ビジネス利用が話題になり日本でのユーザーが700万人近くになっているFacebookですが、僕は研究者の一人として、研究活動にも非常に親和性がある、と感じています。

僕の場合、僕の所属する気象学会、地球惑星科学連合、まだ所属してないけど関わりの多い海洋学会の面々を中心にフレンド数が300弱(うち高校時代の友人などは1割弱)。
ほとんどが日本人ですが、観測プロジェクトや国際会議で意気投合した人とは、国籍問わずフレンドリクエストを受け付けて今に至ります。

そうした研究仲間と学会中に行く飲み屋やレセプションでのくだけた話からムキになった議論まで、年に多くて数回じゃあ全然足りない!というのをFacebookで日常化しちゃおうというのが、僕のやりたかったことでした。

今までのところ、自分で当初期待していた以上にその「日常的ユル学会状態」が実現できていて、たった半年でこれだけのことをこれだけの人と本当に深く共有できるものなのか、と正直驚いています。

何か研究に関わるおっ!と思ったこと(面白そうな会議、面白そうなデータ、使いやすそうなツールなど)をお互いウォールに情報提供すれば、負担を増やさずに研究交流の密度を上げることができます。

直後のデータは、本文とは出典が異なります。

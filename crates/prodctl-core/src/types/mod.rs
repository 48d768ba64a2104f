//! Core type definitions used across the workspace.

pub mod descriptor;
pub mod filter;
pub mod pagination;
pub mod row;
pub mod sorting;

pub use descriptor::{DescriptorError, EntityDescriptor, FieldDef, SqlCast, TableIdentifier};
pub use filter::SearchText;
pub use pagination::{NormalizedRequest, PageRequest, PageResponse};
pub use row::{Row, Value};
pub use sorting::SortDirection;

公式・非公式のプレゼンや授業など、録画してYoutubeにアップしてリンクを知っている人だけ見られるステータスにしておいて、Facebookの限定された範囲で公開する、ということもできます。自分では気付かないことをコメント貰える価値は学会発表に匹敵するほど大きなものですし、また、単純に「いいね!」と複数の人からポチって貰えるだけで次へのモチベーションが倍増するという手軽で非常に大きな棚ぼた効果もあります。さらにそうしたことを積み重ねておくと、学会などで生身で会って話すときの内容もより一層濃くなります。「実際に会うこと」自体の価値もWeb上での下地を醸成しておくことによって上がる、というのが理想だとずっと思っていたのですが、Facebookは、かなりその実現に適している気がします。

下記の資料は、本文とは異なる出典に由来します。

//! Static per-entity metadata: storage location, declared fields,
//! searchable fields, and default ordering.
//!
//! A descriptor is built once per entity type and never mutated. Every name
//! it holds is checked at construction so that anything later embedded into
//! a statement as an identifier is a declared, plain SQL identifier.

use std::collections::HashSet;
use std::fmt;

use serde::Serialize;
use thiserror::Error;

/// Schema-qualified table name.
#[derive(Debug, Clone, Copy, PartialEq, Eq, Serialize)]
pub struct TableIdentifier {
    /// Optional schema (Dremio space / folder).
    pub schema: Option<&'static str>,
    /// Table or view name.
    pub name: &'static str,
}

impl TableIdentifier {
    /// A table inside a schema.
    pub const fn new(schema: &'static str, name: &'static str) -> Self {
        Self {
            schema: Some(schema),
            name,
        }
    }

    /// A table without schema qualification.
    pub const fn unqualified(name: &'static str) -> Self {
        Self { schema: None, name }
    }

    /// Render as a quoted SQL identifier, e.g. `"Vines"."products"`.
    pub fn to_sql(&self) -> String {
        match self.schema {
            Some(schema) => format!("{}.{}", quote_identifier(schema), quote_identifier(self.name)),
            None => quote_identifier(self.name),
        }
    }
}

impl fmt::Display for TableIdentifier {
    fn fmt(&self, f: &mut fmt::Formatter<'_>) -> fmt::Result {
        match self.schema {
            Some(schema) => write!(f, "{schema}.{}", self.name),
            None => write!(f, "{}", self.name),
        }
    }
}

/// Type a column is converted to in the select list.
///
/// Used for columns whose native type the engine driver cannot decode
/// (UUID, DATE, NUMERIC). Text columns are parsed by the entity.
#[derive(Debug, Clone, Copy, PartialEq, Eq, Serialize)]
#[serde(rename_all = "lowercase")]
pub enum SqlCast {
    /// `VARCHAR`
    Text,
    /// `DOUBLE PRECISION`
    Double,
}

impl SqlCast {
    /// The SQL type name.
    pub fn as_sql(&self) -> &'static str {
        match self {
            Self::Text => "VARCHAR",
            Self::Double => "DOUBLE PRECISION",
        }
    }
}

/// A declared entity field with its display metadata.
#[derive(Debug, Clone, Copy, PartialEq, Eq, Serialize)]
pub struct FieldDef {
    /// Column name.
    pub name: &'static str,
    /// Human-readable column title.
    pub title: &'static str,
    /// Longer description of the column.
    pub description: Option<&'static str>,
    /// Whether a UI should offer sorting on this column.
    pub sortable: bool,
    /// Whether a UI should hide this column.
    pub hidden: bool,
    /// Conversion applied when the column is selected.
    pub cast: Option<SqlCast>,
}

impl FieldDef {
    /// A visible, non-sortable field.
    pub const fn new(name: &'static str, title: &'static str) -> Self {
        Self {
            name,
            title,
            description: None,
            sortable: false,
            hidden: false,
            cast: None,
        }
    }

    /// Attach a description.
    pub const fn describe(self, description: &'static str) -> Self {
        Self {
            description: Some(description),
            ..self
        }
    }

    /// Mark the field as sortable in the UI.
    pub const fn sortable(self) -> Self {
        Self {
            sortable: true,
            ..self
        }
    }

    /// Mark the field as hidden in the UI.
    pub const fn hidden(self) -> Self {
        Self {
            hidden: true,
            ..self
        }
    }

    /// Select the column as text.
    pub const fn as_text(self) -> Self {
        Self {
            cast: Some(SqlCast::Text),
            ..self
        }
    }

    /// Select the column as a double-precision float.
    pub const fn as_double(self) -> Self {
        Self {
            cast: Some(SqlCast::Double),
            ..self
        }
    }

    /// Select-list expression for this column, aliased back to its name.
    pub fn select_expr(&self) -> String {
        let column = quote_identifier(self.name);
        match self.cast {
            Some(cast) => format!("CAST({column} AS {}) AS {column}", cast.as_sql()),
            None => column,
        }
    }
}

/// Misconfiguration detected while building a descriptor.
#[derive(Debug, Clone, PartialEq, Eq, Error)]
pub enum DescriptorError {
    /// A name is not a plain SQL identifier.
    #[error("'{0}' is not a plain SQL identifier")]
    InvalidIdentifier(String),
    /// The same field was declared twice.
    #[error("field '{0}' is declared more than once")]
    DuplicateField(String),
    /// A referenced field is not declared on the entity.
    #[error("{role} field '{field}' is not a declared field")]
    UnknownField {
        /// Where the name was referenced.
        role: &'static str,
        /// The offending name.
        field: String,
    },
    /// The entity declares no fields.
    #[error("entity declares no fields")]
    NoFields,
    /// No default ordering was given.
    #[error("default sort fields must not be empty")]
    EmptyDefaultSort,
}

/// Immutable description of an entity type.
#[derive(Debug, Clone, Serialize)]
pub struct EntityDescriptor {
    table: TableIdentifier,
    primary_key: &'static str,
    fields: Vec<FieldDef>,
    searchable_fields: Vec<&'static str>,
    default_sort_fields: Vec<&'static str>,
}

impl EntityDescriptor {
    /// Start building a descriptor for a table keyed by `primary_key`.
    pub fn builder(table: TableIdentifier, primary_key: &'static str) -> DescriptorBuilder {
        DescriptorBuilder {
            table,
            primary_key,
            fields: Vec::new(),
            searchable_fields: Vec::new(),
            default_sort_fields: Vec::new(),
        }
    }

    /// Storage location.
    pub fn table(&self) -> &TableIdentifier {
        &self.table
    }

    /// The primary identity column.
    pub fn primary_key(&self) -> &'static str {
        self.primary_key
    }

    /// All declared fields in declaration order.
    pub fn fields(&self) -> &[FieldDef] {
        &self.fields
    }

    /// Fields matched by free-text filtering, in declared order.
    pub fn searchable_fields(&self) -> &[&'static str] {
        &self.searchable_fields
    }

    /// Ordering used when no explicit sort is requested.
    pub fn default_sort_fields(&self) -> &[&'static str] {
        &self.default_sort_fields
    }

    /// Look up a declared field by exact name.
    pub fn field(&self, name: &str) -> Option<&FieldDef> {
        self.fields.iter().find(|f| f.name == name)
    }

    /// Map an untrusted name onto the descriptor's own field name.
    ///
    /// The returned string is the declared `'static` name, never the input.
    pub fn resolve_field(&self, name: &str) -> Option<&'static str> {
        self.field(name).map(|f| f.name)
    }

    /// Whether `name` participates in free-text filtering.
    pub fn is_searchable(&self, name: &str) -> bool {
        self.searchable_fields.contains(&name)
    }
}

/// Builder for [`EntityDescriptor`].
#[derive(Debug, Clone)]
pub struct DescriptorBuilder {
    table: TableIdentifier,
    primary_key: &'static str,
    fields: Vec<FieldDef>,
    searchable_fields: Vec<&'static str>,
    default_sort_fields: Vec<&'static str>,
}

impl DescriptorBuilder {
    /// Declare a field.
    pub fn field(mut self, field: FieldDef) -> Self {
        self.fields.push(field);
        self
    }

    /// Set the fields matched by free-text filtering.
    pub fn searchable(mut self, names: &[&'static str]) -> Self {
        self.searchable_fields = names.to_vec();
        self
    }

    /// Set the default ordering.
    pub fn default_sort(mut self, names: &[&'static str]) -> Self {
        self.default_sort_fields = names.to_vec();
        self
    }

    /// Validate and build the descriptor.
    pub fn build(self) -> Result<EntityDescriptor, DescriptorError> {
        if self.fields.is_empty() {
            return Err(DescriptorError::NoFields);
        }

        let table_parts = self.table.schema.into_iter().chain([self.table.name]);
        for name in table_parts {
            ensure_identifier(name)?;
        }

        let mut declared = HashSet::new();
        for field in &self.fields {
            ensure_identifier(field.name)?;
            if !declared.insert(field.name) {
                return Err(DescriptorError::DuplicateField(field.name.to_string()));
            }
        }

        ensure_declared(&declared, "primary key", &[self.primary_key])?;
        ensure_declared(&declared, "searchable", &self.searchable_fields)?;
        ensure_unique(&self.searchable_fields)?;

        if self.default_sort_fields.is_empty() {
            return Err(DescriptorError::EmptyDefaultSort);
        }
        ensure_declared(&declared, "default sort", &self.default_sort_fields)?;
        ensure_unique(&self.default_sort_fields)?;

        Ok(EntityDescriptor {
            table: self.table,
            primary_key: self.primary_key,
            fields: self.fields,
            searchable_fields: self.searchable_fields,
            default_sort_fields: self.default_sort_fields,
        })
    }
}

/// Whether `name` matches `[A-Za-z_][A-Za-z0-9_]*`.
pub fn is_plain_identifier(name: &str) -> bool {
    let mut chars = name.chars();
    match chars.next() {
        Some(c) if c.is_ascii_alphabetic() || c == '_' => {}
        _ => return false,
    }
    chars.all(|c| c.is_ascii_alphanumeric() || c == '_')
}

/// Double-quote a validated identifier.
///
/// Only ever called with names that passed [`is_plain_identifier`], so the
/// result never contains an embedded quote.
pub fn quote_identifier(name: &str) -> String {
    debug_assert!(is_plain_identifier(name), "unvalidated identifier {name:?}");
    format!("\"{name}\"")
}

fn ensure_identifier(name: &str) -> Result<(), DescriptorError> {
    if is_plain_identifier(name) {
        Ok(())
    } else {
        Err(DescriptorError::InvalidIdentifier(name.to_string()))
    }
}

fn ensure_declared(
    declared: &HashSet<&'static str>,
    role: &'static str,
    names: &[&'static str],
) -> Result<(), DescriptorError> {
    match names.iter().find(|n| !declared.contains(*n)) {
        Some(unknown) => Err(DescriptorError::UnknownField {
            role,
            field: unknown.to_string(),
        }),
        None => Ok(()),
    }
}

fn ensure_unique(names: &[&'static str]) -> Result<(), DescriptorError> {
    let mut seen = HashSet::new();
    match names.iter().find(|n| !seen.insert(**n)) {
        Some(dup) => Err(DescriptorError::DuplicateField(dup.to_string())),
        None => Ok(()),
    }
}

チャット機能も何気に便利です。チャットだけなら、Gmailなど他にいくらでもありますが、Facebookのウォール上でさっきまで話題にあがっていたことをネタにして、特定の人とちょっと込み入った話、なんならちゃちゃっと済ませて実現しちゃえそうな話をする、ということがしばしばありました。これでコミュニケーションがとれるようになると、劇的に早く用事が済んでしまう場合があり、これをメールでやろうとしてたら一週間以上かかっていそうだな、と思うような事が何度もありました。

実名であること、信頼した人だけに記事を公開していること、そして写真とはいえ相手の顔がしっかり見えていること、このあたりが他のメディアでは起こらない交流の深まりと迅速さを生み出している気がします。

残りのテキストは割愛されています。